Читать книгу Теща Темного Властелина - Евгения Барбуца - Страница 4

Глава 1

Оглавление

Дан

– Внук, обед готов, прошу к столу! – слышу сквозь музыку в наушниках крик бабушки.

– Ба, щас подойду! – отозвался я, убивая очередного монстровидного симпатягу пришельца, не забывая комментировать при этом. – Минус!

– Внук, прекращай выражаться, как австралопитеки из подъезда. Живо за стол! – донеслось до меня. У бабули историк в друзьях водится – в периоды, когда не мигрирует на свои раскопки.

Моя бабушка – учитель по призванию, сеет в детях разумное, доброе, вечное, то есть ужас, отчаяние и уважение. Истинный преподаватель русского языка, что в школе, что в университете, что в жизни. Правда, на пенсии, но, как говорится, замашки прирожденного чекиста ни одна пенсия не скроет. Но справедливости ради стоит отметить ее неординарность, стойкий характер, незаурядный ум и строгую выдержку.

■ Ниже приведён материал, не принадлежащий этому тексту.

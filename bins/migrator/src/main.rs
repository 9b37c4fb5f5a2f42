//! Database migration runner for Vantra.
//!
//! Usage:
//!   migrator up      - Run all pending migrations
//!   migrator down    - Rollback last migration
//!   migrator status  - Show migration status
//!   migrator fresh   - Drop all tables and re-run migrations

use sea_orm_migration::prelude::*;
use vantra_db::migration::Migrator;

#[tokio::main]
async fn main() {
    // Load .env file if present
    dotenvy::dotenv().ok();

    // Run the migrator CLI (it sets up its own tracing)
    cli::run_cli(Migrator).await;
}
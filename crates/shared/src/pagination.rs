//! Pagination types for list endpoints.

use serde::{Deserialize, Serialize};

/// Request parameters for paginated queries.
#[derive(Debug, Clone, Serialize, Deserialize)]
pub struct PageRequest {
    /// Page number (1-indexed).
    #[serde(default = "default_page")]
    pub page: u32,
    /// Number of items per page.
    #[serde(default = "default_per_page")]
    pub per_page: u32,
}

fn default_page() -> u32 {
    1
}

fn default_per_page() -> u32 {
    20
}

impl Default for PageRequest {
    fn default() -> Self {
        Self {
            page: default_page(),
            per_page: default_per_page(),
        }
    }
}

impl PageRequest {
    /// Calculates the offset for database queries.
    #[must_use]
    pub fn offset(&self) -> u64 {
        u64::from(self.page.saturating_sub(1)) * u64::from(self.per_page)
    }

    /// Returns the limit for database queries.
    #[must_use]
    pub fn limit(&self) -> u64 {
        u64::from(self.per_page)
    }
}

/// Response wrapper for paginated data.
#[derive(Debug, Clone, Serialize, Deserialize)]
pub struct PageResponse<T> {
    /// The items in the current page.
    pub data: Vec<T>,
    /// Pagination metadata.
    pub meta: PageMeta,
}

/// Pagination metadata.
#[derive(Debug, Clone, Serialize, Deserialize)]
pub struct PageMeta {
    /// Current page number.
    pub page: u32,
    /// Items per page.
    pub per_page: u32,
    /// Total number of items across all pages.
    pub total: u64,
    /// Total number of pages.
    pub total_pages: u64,
}

impl<T> PageResponse<T> {
    /// Creates a new paginated response.
    #[must_use]
    pub fn new(data: Vec<T>, page: u32, per_page: u32, total: u64) -> Self {
        let total_pages = if total == 0 {
            1
        } else {
            total.div_ceil(u64::from(per_page.max(1)))
        };

        Self {
            data,
            meta: PageMeta {
                page,
                per_page,
                total,
                total_pages,
            },
        }
    }
}

#[cfg(test)]
mod tests {
    use super::*;

    #[test]
    fn test_offset_and_limit() {
        let req = PageRequest {
            page: 3,
            per_page: 25,
        };
        assert_eq!(req.offset(), 50);
        assert_eq!(req.limit(), 25);
    }

    #[test]
    fn test_first_page_offset_is_zero() {
        assert_eq!(PageRequest::default().offset(), 0);
    }

    #[test]
    fn test_total_pages_rounds_up() {
        let resp = PageResponse::new(vec![1, 2, 3], 1, 20, 41);
        assert_eq!(resp.meta.total_pages, 3);
    }

    #[test]
    fn test_empty_result_has_one_page() {
        let resp: PageResponse<u8> = PageResponse::new(vec![], 1, 20, 0);
        assert_eq!(resp.meta.total_pages, 1);
    }
}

В наше время таких уже не делают, как она сама и говорит. Но, несмотря ни на что, она у меня либеральная и продвинутая. Я бы сказал прокачанная и тюнингованная.

Ну серьезно, кто в ее годы будет выглядеть лет на пятнадцать моложе? Вот у Пашки из второго подъезда бабушке всего пятьдесят семь, а она старая, сморщенная и на лавочке семечками обстреливает соседей. Слышала бы меня сейчас бабушка! Она обожает, когда я ее нахваливаю. Бабуля вообще во мне души не чает. Правда, это не спасает меня от ежедневного повторения падежей и чтения Толстого наряду с другими классиками. Вы когда-нибудь читали всего Толстого? Нет? Вот зачем вы хвастаетесь? Издеваетесь, да? Молчите, изверги, я и так знал, что вам повезло, и вы отделались пересказом «Войны и мира» в двух словах.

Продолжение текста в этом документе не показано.